The issue starts with a mysterious alien princess known as Koriand’r breaking out of an alien space craft operated by what she calls slavers. Using bolts of energy from her hands she defeats her captors and escapes in a small space craft to parts unknown.

Cut to, Dick Grayson aka Robin, having bad dreams. He has visions of a team of New Titans battling a protoplasmic blob and losing. He wakes up from his nightmare to find one of the women from his visions, Raven, is standing in his room. She tells him that the visions were planted in his head by her to prepare him because a great evil is coming and a new team of Titans must form.

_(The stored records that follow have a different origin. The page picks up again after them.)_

//! Fault-injecting storage adapter.
//!
//! Wraps any [`Storage`] and fails chosen operations on demand, after the
//! operations before them in the same transaction have already succeeded.
//! Used to verify that a failure between two writes rolls both back.

use std::collections::{HashMap, VecDeque};
use std::sync::{Mutex, PoisonError};

use carestock_core::{ExpectedVersion, ItemId, RecordId};
use carestock_inventory::{
    ItemDetails, MovementFilter, MovementRecord, NewMovement, QuantityChange, StockItem,
};
use carestock_registry::{Allocation, RecordPayload, RegistryRecord, UpdateOutcome};

use super::r#trait::{Storage, StorageError, StorageResult, StorageTx};

/// Where a fault can be injected.
#[derive(Debug, Copy, Clone, PartialEq, Eq, Hash)]
pub enum FaultPoint {
    Begin,
    ChooseRecordId,
    InsertRecord,
    UpdateRecord,
    DeleteRecord,
    InsertItem,
    ChangeQuantity,
    AppendMovement,
    /// After the work succeeded, before the engine commits.
    Commit,
}

/// What the injected failure looks like.
#[derive(Debug, Copy, Clone, PartialEq, Eq)]
pub enum InjectedFault {
    Unavailable,
    DuplicateKey,
}

impl InjectedFault {
    fn at(self, point: FaultPoint) -> StorageError {
        match self {
            InjectedFault::Unavailable => {
                StorageError::Unavailable(format!("injected fault at {point:?}"))
            }
            InjectedFault::DuplicateKey => {
                StorageError::DuplicateKey(format!("injected fault at {point:?}"))
            }
        }
    }
}

/// Queue of armed faults per point. Each armed fault fires once.
#[derive(Debug, Default)]
pub struct FaultPlan {
    armed: Mutex<HashMap<FaultPoint, VecDeque<InjectedFault>>>,
}

impl FaultPlan {
    pub fn arm(&self, point: FaultPoint, fault: InjectedFault) {
        self.arm_times(point, fault, 1);
    }

    pub fn arm_times(&self, point: FaultPoint, fault: InjectedFault, times: usize) {
        let mut armed = self.armed.lock().unwrap_or_else(PoisonError::into_inner);
        armed.entry(point).or_default().extend(std::iter::repeat_n(fault, times));
    }

    /// Faults still waiting to fire at `point`.
    pub fn pending(&self, point: FaultPoint) -> usize {
        let armed = self.armed.lock().unwrap_or_else(PoisonError::into_inner);
        armed.get(&point).map_or(0, VecDeque::len)
    }

    pub fn disarm_all(&self) {
        self.armed
            .lock()
            .unwrap_or_else(PoisonError::into_inner)
            .clear();
    }

    fn trip(&self, point: FaultPoint) -> StorageResult<()> {
        let mut armed = self.armed.lock().unwrap_or_else(PoisonError::into_inner);
        match armed.get_mut(&point).and_then(VecDeque::pop_front) {
            Some(fault) => {
                tracing::debug!(?point, ?fault, "injecting storage fault");
                Err(fault.at(point))
            }
            None => Ok(()),
        }
    }
}

/// Storage adapter that consults a [`FaultPlan`] before delegating.
#[derive(Debug, Default)]
pub struct FaultyStorage<S> {
    inner: S,
    plan: FaultPlan,
}

impl<S> FaultyStorage<S> {
    pub fn new(inner: S) -> Self {
        Self {
            inner,
            plan: FaultPlan::default(),
        }
    }

    pub fn plan(&self) -> &FaultPlan {
        &self.plan
    }
}

impl<S> Storage for FaultyStorage<S>
where
    S: Storage,
{
    fn transaction<T, E, F>(&self, work: F) -> Result<T, E>
    where
        F: FnOnce(&mut dyn StorageTx) -> Result<T, E>,
        E: From<StorageError>,
    {
        self.plan.trip(FaultPoint::Begin)?;

        self.inner.transaction(|tx| {
            let mut faulty = FaultyTx {
                inner: tx,
                plan: &self.plan,
            };
            let value = work(&mut faulty)?;
            // Failing here makes the inner engine roll back the finished work.
            self.plan.trip(FaultPoint::Commit)?;
            Ok(value)
        })
    }
}

struct FaultyTx<'a> {
    inner: &'a mut dyn StorageTx,
    plan: &'a FaultPlan,
}

impl StorageTx for FaultyTx<'_> {
    fn record(&mut self, id: RecordId) -> StorageResult<Option<RegistryRecord>> {
        self.inner.record(id)
    }

    fn records(&mut self) -> StorageResult<Vec<RegistryRecord>> {
        self.inner.records()
    }

    fn choose_record_id(&mut self) -> StorageResult<Allocation> {
        self.plan.trip(FaultPoint::ChooseRecordId)?;
        self.inner.choose_record_id()
    }

    fn insert_record(
        &mut self,
        id: Option<RecordId>,
        payload: &RecordPayload,
    ) -> StorageResult<RegistryRecord> {
        self.plan.trip(FaultPoint::InsertRecord)?;
        self.inner.insert_record(id, payload)
    }

    fn update_record(
        &mut self,
        id: RecordId,
        payload: &RecordPayload,
        expected: ExpectedVersion,
    ) -> StorageResult<UpdateOutcome> {
        self.plan.trip(FaultPoint::UpdateRecord)?;
        self.inner.update_record(id, payload, expected)
    }

    fn delete_record(&mut self, id: RecordId) -> StorageResult<bool> {
        self.plan.trip(FaultPoint::DeleteRecord)?;
        self.inner.delete_record(id)
    }

    fn insert_item(&mut self, details: &ItemDetails) -> StorageResult<StockItem> {
        self.plan.trip(FaultPoint::InsertItem)?;
        self.inner.insert_item(details)
    }

    fn item(&mut self, id: ItemId) -> StorageResult<Option<StockItem>> {
        self.inner.item(id)
    }

    fn items(&mut self) -> StorageResult<Vec<StockItem>> {
        self.inner.items()
    }

    fn update_item_details(&mut self, id: ItemId, details: &ItemDetails) -> StorageResult<bool> {
        self.inner.update_item_details(id, details)
    }

    fn change_quantity(&mut self, id: ItemId, delta: i64) -> StorageResult<QuantityChange> {
        self.plan.trip(FaultPoint::ChangeQuantity)?;
        self.inner.change_quantity(id, delta)
    }

    fn append_movement(&mut self, movement: &NewMovement) -> StorageResult<MovementRecord> {
        self.plan.trip(FaultPoint::AppendMovement)?;
        self.inner.append_movement(movement)
    }

    fn movements(&mut self, filter: MovementFilter) -> StorageResult<Vec<MovementRecord>> {
        self.inner.movements(filter)
    }
}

Raven gives Robin the phone to call Wally West, Kid Flash, who has quit the super heroing business. Before Robin can ask any more questions she disappears with instructions to find Wonder Girl.

Raven guides Robin to an abandoned building where Wonder Girl is helpfully expositing her origin for no apparent reason. It seems Changeling, another super-hero with green skin and the power to turn into any animal so long as its green, has also been guided there. Kid Flash also shows up, apparently he changed his mind when Raven told him to come.

The 4 follow Raven again as she guides them to newcomer Victor Stone aka Cyborg, who is presently showing off his cybernetic body to his sports coach who tells him that now he is a cyborg he can’t compete with normal people. Vic doesn’t take this particularly well.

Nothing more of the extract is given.